Et s’il n’est pas en nous, Satan toujours vainqueur
Ne demeure-t-il pas maître de notre cœur ?
Avouez donc qu’il faut qu’en nous l’amour renaisse :
Et n’allez point, pour fuir la raison qui vous presse,
Donner le nom d’amour au trouble inanimé
Qu’au cœur d’un criminel la peur seule a formé.
L’ardeur qui jusiifie, et que Dieu nous envoie,
Quoiqu’ici-bas souvent inquiète et sans joie,
Est pourtant cette ardeur, ce même feu d’amour,
Dont brûle un bienheureux en l’éternel séjour.
Dans le fatal instant qui borne notre vie,
Il faut que de ce feu notre âme soit remplie ;
Et Dieu, sourd à nos cris s’il ne l’y trouve pas,
Ne l’y rallume plus après notre trépas.
Rendez-vous donc enfin à ces clairs syllogisme ;
Et ne prétendez plus, par vos confus sophismes,
Pouvoir encore aux yeux du fidèle éclairé
Cacher l’amour de Dieu dans l’école égaré.
Apprenez que la gloire où le ciel nous appelle
Un jour des vrais enfans doit couronner le zèle,
Et non les froids remords d’un esclave craintif,
Où crut voir Abéli[1] quelque amour négatif.

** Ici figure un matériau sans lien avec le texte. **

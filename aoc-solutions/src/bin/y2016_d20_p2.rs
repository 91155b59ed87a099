aoc_solver::script_main!(aoc_solutions::my_solutions::year_2016::day_20::Solver, 2);
use crate::utils::dp_cache::{DpCache, DpProblem, HashMapBackend};
use crate::utils::input::{non_empty, parse_lines};
use anyhow::{Context, anyhow};
use aoc_solver::{AocParser, ParseError, PartSolver, SolveError};
use aoc_solver_macros::AocSolver;
use itertools::Itertools;
use regex::Regex;
use std::collections::{HashMap, HashSet};

#[derive(AocSolver)]
#[aoc_solver(max_parts = 2)]
pub struct Solver;

#[derive(Debug)]
pub struct Program<'a> {
    pub weight: u64,
    pub holds: Vec<&'a str>,
}

pub type Tower<'a> = HashMap<&'a str, Program<'a>>;

impl AocParser for Solver {
    type SharedData<'a> = Tower<'a>;

    fn parse(input: &str) -> Result<Self::SharedData<'_>, ParseError> {
        let re = Regex::new(r"^(\w+) \((\d+)\)(?: -> (.+))?$").map_err(|e| ParseError::Other(e.to_string()))?;
        let programs = parse_lines(input, |line| {
            let caps = re
                .captures(line.trim())
                .ok_or_else(|| anyhow!("expected `name (weight) [-> a, b]`"))?;
            let name = caps.get(1).map_or("", |m| m.as_str());
            let weight = caps[2].parse().context("bad weight")?;
            let holds = caps
                .get(3)
                .map(|m| m.as_str().split(", ").collect())
                .unwrap_or_default();
            Ok((name, Program { weight, holds }))
        })?;
        let tower: Tower = non_empty(programs, "programs")?.into_iter().collect();

        for (name, program) in &tower {
            if let Some(missing) = program.holds.iter().find(|h| !tower.contains_key(*h)) {
                return Err(ParseError::MissingData(format!("{} holds unknown {}", name, missing)));
            }
        }
        Ok(tower)
    }
}

/// The single program nobody holds.
pub fn root<'a>(tower: &Tower<'a>) -> Result<&'a str, SolveError> {
    let held: HashSet<&str> = tower.values().flat_map(|p| p.holds.iter().copied()).collect();
    let roots: Vec<&'a str> = tower.keys().copied().filter(|n| !held.contains(n)).collect();
    match roots[..] {
        [root] => Ok(root),
        _ => Err(SolveError::Invariant(format!(
            "expected one bottom program, found {}",
            roots.len()
        ))),
    }
}

/// Total weight of a program and everything it holds.
struct StackWeight<'t, 'a> {
    tower: &'t Tower<'a>,
}

impl<'a> DpProblem<&'a str, u64> for StackWeight<'_, 'a> {
    fn deps(&self, name: &&'a str) -> Vec<&'a str> {
        self.tower.get(name).map(|p| p.holds.clone()).unwrap_or_default()
    }

    fn compute(&self, name: &&'a str, held: Vec<u64>) -> u64 {
        self.tower.get(name).map_or(0, |p| p.weight) + held.iter().sum::<u64>()
    }
}

/// Weight the single wrong program would need for the tower to balance.
pub fn corrected_weight(tower: &Tower<'_>) -> Result<u64, SolveError> {
    let totals = DpCache::with_problem(HashMapBackend::<&str, u64>::new(), StackWeight { tower });

    let mut current = root(tower)?;
    let mut adjustment: Option<i64> = None;
    loop {
        let holds = &tower[current].holds;
        let child_totals: Vec<u64> = holds.iter().map(|h| totals.get(h)).collect();
        let freq = child_totals.iter().counts();
        if freq.len() <= 1 {
            let delta = adjustment
                .ok_or_else(|| SolveError::Invariant("the tower is already balanced".into()))?;
            return Ok((tower[current].weight as i64 + delta) as u64);
        }
        let (Some((&&odd, _)), Some((&&common, _))) = (
            freq.iter().find(|(_, n)| **n == 1),
            freq.iter().find(|(_, n)| **n > 1),
        ) else {
            return Err(SolveError::Invariant(format!(
                "cannot tell which disc above {} is wrong",
                current
            )));
        };
        adjustment = Some(common as i64 - odd as i64);
        let (odd_idx, _) = child_totals
            .iter()
            .find_position(|&&t| t == odd)
            .ok_or_else(|| SolveError::Invariant("odd total vanished".into()))?;
        current = holds[odd_idx];
    }
}

impl PartSolver<1> for Solver {
    fn solve(shared: &mut Self::SharedData<'_>) -> Result<String, SolveError> {
        root(shared).map(str::to_string)
    }
}

impl PartSolver<2> for Solver {
    fn solve(shared: &mut Self::SharedData<'_>) -> Result<String, SolveError> {
        corrected_weight(shared).map(|w| w.to_string())
    }
}
aoc_solver::script_main!(aoc_solutions::my_solutions::year_2015::day_01::Solver, 2);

Mais quoi ! j’entends déjà plus d’un fier scolastique
Qui, me voyant ici sur ce ton dogmatique
En vers audacieux traiter ces points sacrés,
Curieux, me demande où j’ai pris mes degrés ;
Et si, pour m’éclairer sur ces sombres matières,

  1. Abéli, ou plutôt Abelly, d’abord curé de Saint-Josse, à Paris, puis évêque de Rodez, est l’auteur d’un ouvrage qui n’est lu de personne, intitulé la Moelle théologique et dans lequel il cherchait à adoucir certaines doctrines, en quelque sorte implacables sur la pénitence.